Chiefs offer no excuses for night of self-infliction
The prevalent punch line of this Super Bowl will be whether the team that arrived late Saturday afternoon ever really showed up at all. Coronavirus precautions kept the Chiefs in Kansas City until Super Bowl eve, allowing them the rare benefit of spending game week sleeping in their own beds.

Then came Sunday, when they made their own bed. "You can't do the things that we did and beat a good football team like that, particularly at this level," coach Andy Reid said.

In a span of four mostly self-destructive quarters, the Chiefs regressed from fledgling dynasty to flustered. Bereft of discipline (11 penalties, 120 yards) and continuity, and mercilessly harassed by the Bucs' assortment of coverages and pass rushes, Kansas City failed to score a touchdown for the first time in quarterback Patrick Mahomes' three-season tenure.

The Chiefs' 350 total yards in Sunday's 31-9 loss in Super Bowl 55 were nearly 200 fewer than they amassed on the same field (543) in a 27-24 regular-season triumph against Tampa Bay on Nov. 29. "They were the better team today," Mahomes said. "They beat us pretty good, worse than I think I've been beaten in a long time."

Actually, it was Mahomes' worst loss since Nov. 29, 2016, when his Texas Tech squad was pummeled 66-10 by Iowa State. Mahomes, who was sacked three times, faced a record 29 pressures, according to ESPN, with one of his two interceptions coming on a blitz.

"(Bucs defensive coordinator) Todd (Bowles) had a good plan," Reid said. "But like I said, I could've done a whole lot better putting these guys in a better position to make plays. My guys busted their tail and it just didn't work for us. But give Todd credit for the job he did. He got us."
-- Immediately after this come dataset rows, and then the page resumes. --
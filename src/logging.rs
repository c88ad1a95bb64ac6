//! Tracing subscriber setup for binaries and tests embedding the engine

use tracing_subscriber::EnvFilter;

/// Initialize a fmt subscriber honoring `RUST_LOG`, falling back to the
/// given filter. Safe to call more than once; later calls are no-ops.
pub fn init(default_filter: &str) {
    let filter = EnvFilter::try_from_default_env()
        .unwrap_or_else(|_| EnvFilter::new(default_filter));
    let _ = tracing_subscriber::fmt()
        .with_env_filter(filter)
        .try_init();
}

#[cfg(test)]
mod tests {
    use super::*;

    #[test]
    fn test_init_is_idempotent() {
        init("info");
        init("debug");
    }
}
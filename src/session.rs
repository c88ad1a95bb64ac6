//! Session records and read models
//!
//! A session is the unit of isolation: one game in one chat. All mutation
//! goes through the coordinator, which holds the session's lock for the
//! duration of a single transition; the types here are plain data.

use crate::currency::CurrencyId;
use crate::games::{GameKind, GameState};
use crate::registry::SessionKey;
use crate::UserId;
use chrono::{DateTime, Utc};
use serde::Serialize;
use std::collections::HashMap;
use std::time::Instant;
use uuid::Uuid;

/// Live state of one (chat, game) session
#[derive(Debug)]
pub struct Session {
    pub key: SessionKey,
    pub id: String,
    /// Stake held per (user, currency), backed by successful ledger debits
    pub escrow: HashMap<(UserId, CurrencyId), u64>,
    pub created_at: DateTime<Utc>,
    pub last_active: Instant,
    /// Bumped on every accepted action; stale submissions are rejected
    pub revision: u64,
    pub state: GameState,
}

impl Session {
    pub fn new(key: SessionKey, state: GameState) -> Self {
        Self {
            key,
            id: Uuid::new_v4().to_string(),
            escrow: HashMap::new(),
            created_at: Utc::now(),
            last_active: Instant::now(),
            revision: 0,
            state,
        }
    }

    /// Record activity for the abandonment sweep
    pub fn touch(&mut self) {
        self.last_active = Instant::now();
    }

    /// Total stake currently escrowed across all participants
    pub fn escrow_total(&self) -> u64 {
        self.escrow.values().sum()
    }

    /// Read model handed back to the transport layer
    pub fn view(&self) -> SessionView {
        SessionView {
            session_id: self.id.clone(),
            chat: self.key.chat,
            game: self.key.kind,
            revision: self.revision,
            phase: self.state.phase().to_string(),
            terminal: self.state.is_terminal(),
            participants: self.state.participants(),
            escrow_total: self.escrow_total(),
            created_at: self.created_at,
            detail: self.state.detail(),
        }
    }
}

/// Snapshot of a session for the transport layer; never aliases live state
#[derive(Clone, Debug, Serialize)]
pub struct SessionView {
    pub session_id: String,
    pub chat: crate::ChatId,
    pub game: GameKind,
    pub revision: u64,
    pub phase: String,
    pub terminal: bool,
    pub participants: Vec<UserId>,
    pub escrow_total: u64,
    pub created_at: DateTime<Utc>,
    pub detail: serde_json::Value,
}

#[cfg(test)]
mod tests {
    use super::*;
    use crate::games::{CasinoGame, CasinoRound};
    use crate::ChatId;

    #[test]
    fn test_new_session_starts_at_revision_zero() {
        let key = SessionKey::new(ChatId(1), GameKind::Casino);
        let session = Session::new(key, GameState::Casino(CasinoRound::new(CasinoGame::Dice)));
        assert_eq!(session.revision, 0);
        assert_eq!(session.escrow_total(), 0);
        assert!(!session.state.is_terminal());
    }

    #[test]
    fn test_view_reflects_state() {
        let key = SessionKey::new(ChatId(1), GameKind::Casino);
        let mut session =
            Session::new(key, GameState::Casino(CasinoRound::new(CasinoGame::Slots)));
        session.escrow.insert(
            (UserId(5), CurrencyId::new("voxcent")),
            75,
        );
        let view = session.view();
        assert_eq!(view.game, GameKind::Casino);
        assert_eq!(view.phase, "awaiting_bet");
        assert_eq!(view.escrow_total, 75);
        assert!(!view.terminal);
        assert_eq!(view.detail["table"], "slots");
    }
}
impl SessionCoordinator {
    /// Build an engine from a validated configuration
    pub fn new(config: EngineConfig) -> EngineResult<Self> {
        config.validate()?;
        let policy = CurrencyPolicy::new(
            config.currencies.clone(),
            config.admins.clone(),
            config.earning.clone(),
        )?;
        let rng = match config.rng_seed {
            Some(seed) => StdRng::seed_from_u64(seed),
            None => StdRng::from_entropy(),
        };
        let ledger = LedgerStore::new(config.ledger.dedup_window);
        Ok(Self {
            config,
            policy,
            ledger,
            registry: SessionRegistry::new(),
            rng: Mutex::new(rng),
            slot_quotas: DashMap::new(),
        })
    }

    /// Direct access to the ledger, for embedding and diagnostics
    pub fn ledger(&self) -> &LedgerStore {
        &self.ledger
    }

    pub fn config(&self) -> &EngineConfig {
        &self.config
    }

    /// Submit one player action against the session for (chat, kind).
    ///
    /// `known_revision` is the session revision the caller last observed
    /// (0 when starting); a mismatch is rejected with `StaleRevision` and the
    /// caller retries against the fresh view.
    pub fn submit_action(
        &self,
        chat: ChatId,
        kind: GameKind,
        actor: UserId,
        action: PlayerAction,
        known_revision: u64,
        token: OpToken,
    ) -> EngineResult<SessionView> {
        let key = SessionKey::new(chat, kind);
        match action {
            PlayerAction::Start(ref start) => {
                if start.kind() != kind {
                    return Err(EngineError::InvalidAction(format!(
                        "cannot start {} in a {} slot",
                        start.kind(),
                        kind
                    )));
                }
                if known_revision != 0 {
                    return Err(EngineError::StaleRevision {
                        submitted: known_revision,
                        current: 0,
                    });
                }
                let state = {
                    let mut rng = self.rng.lock().unwrap();
                    let mut ctx = ApplyCtx {
                        actor,
                        is_admin: self.policy.is_admin(actor),
                        rng: &mut *rng,
                        config: &self.config,
                    };
                    GameState::create(start, &mut ctx)
                };
                let mut session = Session::new(key, state);
                session.revision = 1;
                let view = session.view();
                self.registry.acquire(key, session)?;
                info!(chat = %chat, kind = %kind, actor = %actor, "session started");
                Ok(view)
            }
            _ => self.advance_session(key, actor, &action, known_revision, token),
        }
    }

    fn advance_session(
        &self,
        key: SessionKey,
        actor: UserId,
        action: &PlayerAction,
        known_revision: u64,
        token: OpToken,
    ) -> EngineResult<SessionView> {
        let arc = self
            .registry
            .get(&key)
            .ok_or_else(|| EngineError::SessionNotFound(key.kind.to_string()))?;
        let mut session = arc.lock().unwrap();
        // The slot may have been resolved or swept between lookup and lock
        if session.state.is_terminal() {
            return Err(EngineError::SessionNotFound(key.kind.to_string()));
        }
        if known_revision != session.revision {
            return Err(EngineError::StaleRevision {
                submitted: known_revision,
                current: session.revision,
            });
        }

        let is_slots_bet = matches!(
            action,
            PlayerAction::Bet {
                call: BetCall::Slots,
                ..
            }
        );
        if is_slots_bet {
            self.check_slot_quota(key.chat, actor)?;
        }

        let (new_state, effects) = {
            let mut rng = self.rng.lock().unwrap();
            let mut ctx = ApplyCtx {
                actor,
                is_admin: self.policy.is_admin(actor),
                rng: &mut *rng,
                config: &self.config,
            };
            session.state.apply(action, &mut ctx)?
        };

        let terminal = new_state.is_terminal();
        let ops = effects_to_ops(&effects);
        if !ops.is_empty() {
            if let Err(err) = self.ledger.apply_batch(&ops, token) {
                if !terminal {
                    // e.g. an escrow debit without funds: state untouched,
                    // the rejection goes straight back to the player
                    return Err(err);
                }
                // A terminal settlement must never partially pay. Refund the
                // held escrow, quarantine the session and free the slot.
                error!(
                    chat = %key.chat,
                    kind = %key.kind,
                    %err,
                    "terminal settlement aborted, failing session"
                );
                self.refund_escrow(&mut session, "settlement failure");
                session.state = GameState::Failed {
                    reason: err.to_string(),
                };
                drop(session);
                self.registry.release(&key);
                return Err(EngineError::SessionFailed(err.to_string()));
            }
        }

        for effect in &effects {
            match effect {
                Effect::Escrow {
                    user,
                    currency,
                    amount,
                } => {
                    *session.escrow.entry((*user, currency.clone())).or_insert(0) += amount;
                }
                Effect::Refund {
                    user,
                    currency,
                    amount,
                } => {
                    if let Some(held) = session.escrow.get_mut(&(*user, currency.clone())) {
                        *held = held.saturating_sub(*amount);
                        if *held == 0 {
                            session.escrow.remove(&(*user, currency.clone()));
                        }
                    }
                }
                Effect::Payout { .. } => {}
            }
        }

        session.state = new_state;
        session.revision += 1;
        session.touch();
        if is_slots_bet {
            self.record_slot_spin(key.chat, actor);
        }

        let view = session.view();
        if terminal {
            info!(chat = %key.chat, kind = %key.kind, "session resolved, releasing slot");
            drop(session);
            self.registry.release(&key);
        }
        Ok(view)
    }

    /// Balance lookup; 0 for accounts that were never credited
    pub fn get_balance(&self, user: UserId, currency: &CurrencyId) -> EngineResult<u64> {
        self.policy.spec(currency)?;
        Ok(self.ledger.balance(&AccountKey::new(user, currency.clone())))
    }

    /// Credit activity earnings for one qualifying inbound message
    pub fn credit_on_activity(
        &self,
        user: UserId,
        message_len: usize,
        token: OpToken,
    ) -> EngineResult<u64> {
        let amount = self.policy.earn_rate(message_len);
        let account = AccountKey::new(user, self.policy.earning_currency().clone());
        if amount == 0 {
            return Ok(self.ledger.balance(&account));
        }
        let balance = self.ledger.credit(&account, amount, token)?;
        debug!(user = %user, amount, balance, "activity credit");
        Ok(balance)
    }

    /// Grant currency to a user, gated by the currency policy
    pub fn admin_grant(
        &self,
        currency: &CurrencyId,
        actor: UserId,
        target: UserId,
        amount: u64,
        token: OpToken,
    ) -> EngineResult<u64> {
        if !self.policy.can_admin_grant(currency, actor)? {
            warn!(actor = %actor, currency = %currency, "grant denied");
            return Err(EngineError::GrantDenied(currency.clone()));
        }
        let balance = self
            .ledger
            .credit(&AccountKey::new(target, currency.clone()), amount, token)?;
        info!(actor = %actor, target = %target, currency = %currency, amount, "admin grant");
        Ok(balance)
    }

    /// User-to-user payment, gated by the currency policy
    pub fn transfer(
        &self,
        from: UserId,
        to: UserId,
        currency: &CurrencyId,
        amount: u64,
        token: OpToken,
    ) -> EngineResult<()> {
        if !self.policy.can_transfer(currency)? {
            return Err(EngineError::NotTransferable(currency.clone()));
        }
        self.ledger.transfer(from, to, currency, amount, token)?;
        info!(from = %from, to = %to, currency = %currency, amount, "transfer");
        Ok(())
    }

    /// Read-only view of a live session
    pub fn session_view(&self, chat: ChatId, kind: GameKind) -> EngineResult<SessionView> {
        let key = SessionKey::new(chat, kind);
        let arc = self
            .registry
            .get(&key)
            .ok_or_else(|| EngineError::SessionNotFound(kind.to_string()))?;
        let session = arc.lock().unwrap();
        Ok(session.view())
    }

    /// Reclaim sessions idle beyond the configured timeout: refund all
    /// escrow and release the slot. Returns the number reclaimed.
    pub fn sweep_abandoned(&self) -> usize {
        let timeout = self.config.session.timeout();
        let mut reclaimed = 0;
        for key in self.registry.stale_keys(timeout) {
            let Some(arc) = self.registry.get(&key) else {
                continue;
            };
            let mut session = arc.lock().unwrap();
            // Re-check under the lock: the session may have just seen activity
            if session.last_active.elapsed() < timeout || session.state.is_terminal() {
                continue;
            }
            info!(
                chat = %key.chat,
                kind = %key.kind,
                escrow = session.escrow_total(),
                "reclaiming abandoned session"
            );
            self.refund_escrow(&mut session, "abandoned");
            session.state = GameState::Failed {
                reason: "abandoned by timeout sweep".to_string(),
            };
            drop(session);
            self.registry.release(&key);
            reclaimed += 1;
        }
        if reclaimed > 0 {
            info!(reclaimed, "abandonment sweep complete");
        }
        reclaimed
    }

    /// Refund everything a session holds in escrow
    fn refund_escrow(&self, session: &mut Session, why: &str) {
        let ops: Vec<LedgerOp> = session
            .escrow
            .iter()
            .filter(|(_, amount)| **amount > 0)
            .map(|((user, currency), amount)| LedgerOp::Credit {
                account: AccountKey::new(*user, currency.clone()),
                amount: *amount,
            })
            .collect();
        if ops.is_empty() {
            return;
        }
        match self.ledger.apply_batch(&ops, OpToken::new()) {
            Ok(_) => session.escrow.clear(),
            Err(err) => warn!(%err, why, "escrow refund failed"),
        }
    }

    /// Point-in-time snapshot: balances plus the escrow of live sessions
    pub fn snapshot(&self) -> EngineSnapshot {
        let accounts = self.ledger.snapshot_accounts();
        let mut pending_refunds = vec![];
        for arc in self.registry.live_sessions() {
            let session = arc.lock().unwrap();
            for ((user, currency), amount) in &session.escrow {
                if *amount > 0 {
                    pending_refunds.push(EscrowRecord {
                        user: *user,
                        currency: currency.clone(),
                        amount: *amount,
                    });
                }
            }
        }
        EngineSnapshot {
            taken_at: Utc::now(),
            accounts,
            pending_refunds,
        }
    }

    /// Restore after a restart. In-flight sessions are not resumed: the
    /// escrow recorded in the snapshot is credited back and the registry
    /// starts empty.
    pub fn restore(config: EngineConfig, snapshot: &EngineSnapshot) -> EngineResult<Self> {
        let coordinator = Self::new(config)?;
        coordinator.ledger.restore_accounts(&snapshot.accounts);
        let refunds: Vec<LedgerOp> = snapshot
            .pending_refunds
            .iter()
            .map(|record| LedgerOp::Credit {
                account: AccountKey::new(record.user, record.currency.clone()),
                amount: record.amount,
            })
            .collect();
        if !refunds.is_empty() {
            coordinator.ledger.apply_batch(&refunds, OpToken::new())?;
            info!(
                refunds = refunds.len(),
                "refunded in-flight escrow from snapshot"
            );
        }
        Ok(coordinator)
    }

    /// Spawn the periodic abandonment sweep
    pub fn spawn_sweeper(self: Arc<Self>) -> JoinHandle<()> {
        tokio::spawn(async move {
            let mut ticker = tokio::time::interval(self.config.session.sweep_interval());
            loop {
                ticker.tick().await;
                self.sweep_abandoned();
            }
        })
    }

    /// Spawn the periodic snapshot task writing to the given sink
    pub fn spawn_snapshotter(self: Arc<Self>, sink: Arc<dyn SnapshotSink>) -> JoinHandle<()> {
        tokio::spawn(async move {
            let mut ticker = tokio::time::interval(self.config.session.snapshot_interval());
            loop {
                ticker.tick().await;
                let snapshot = self.snapshot();
                if let Err(err) = sink.persist(&snapshot).await {
                    warn!(%err, "snapshot persist failed, will retry next tick");
                } else {
                    debug!(accounts = snapshot.accounts.len(), "snapshot persisted");
                }
            }
        })
    }

    fn check_slot_quota(&self, chat: ChatId, user: UserId) -> EngineResult<()> {
        let quota = &self.config.casino.slots_quota;
        if quota.max_spins == 0 {
            return Ok(());
        }
        let mut cell = self.slot_quotas.entry((chat, user)).or_insert(QuotaCell {
            used: 0,
            window_start: Instant::now(),
        });
        if cell.window_start.elapsed() >= quota.window() {
            cell.used = 0;
            cell.window_start = Instant::now();
        }
        if cell.used >= quota.max_spins {
            let elapsed = cell.window_start.elapsed().as_secs();
            return Err(EngineError::QuotaExhausted {
                retry_after_secs: quota.window_secs.saturating_sub(elapsed),
            });
        }
        Ok(())
    }

    fn record_slot_spin(&self, chat: ChatId, user: UserId) {
        if self.config.casino.slots_quota.max_spins == 0 {
            return;
        }
        if let Some(mut cell) = self.slot_quotas.get_mut(&(chat, user)) {
            cell.used += 1;
        }
    }
}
When Bowles wasn't getting them, the Chiefs were doing a fine job stymying themselves. The Chiefs' 90 penalty yards in the second quarter were most in a single period in Super Bowl history, according to Elias Sport Bureau. All those yards seemingly converged to shift momentum permanently to the hosts.

After a goal-line stand early in the second, the Chiefs couldn't capitalize, but punter Tommy Townsend nailed a 56-yard punt to give his defense some breathing room. A holding penalty negated the punt, however, and Townsend shanked his next attempt, which sailed only 29 yards to the Chiefs' 38.

Three plays later, Tyrann Mathieu intercepted a Tom Brady throw intended for Mike Evans, but a holding call on Charvarius Ward wiped it out. The defense then forced a three-and-out, but an offside call on Ryan Succop's 40-yard field goal try gave the Bucs a fresh set of downs. The next play, Brady found Rob Gronkowski for a 17-yard touchdown - despite a Chiefs holding penalty on the play - giving the hosts a 14-3 lead.

"Really, it came down to execution," Chiefs defensive end Frank Clark said. "They executed better than we did on all fronts. Penalties, I'd say they were (less) penalized than us by damn near 100 yards. When you're playing that type of football, you're going to make it hard for yourself."

Naturally, questions arose about the effect of last week's tragic events on Sunday's performance. When Kansas City took the field Sunday, less than 72 hours had passed since the vehicle accident involving Reid's 35-year-old son resulting in injuries to two children. Reid said the incident didn't affect Kansas City's game plan, which had been installed the week before. Mahomes seemed to concur.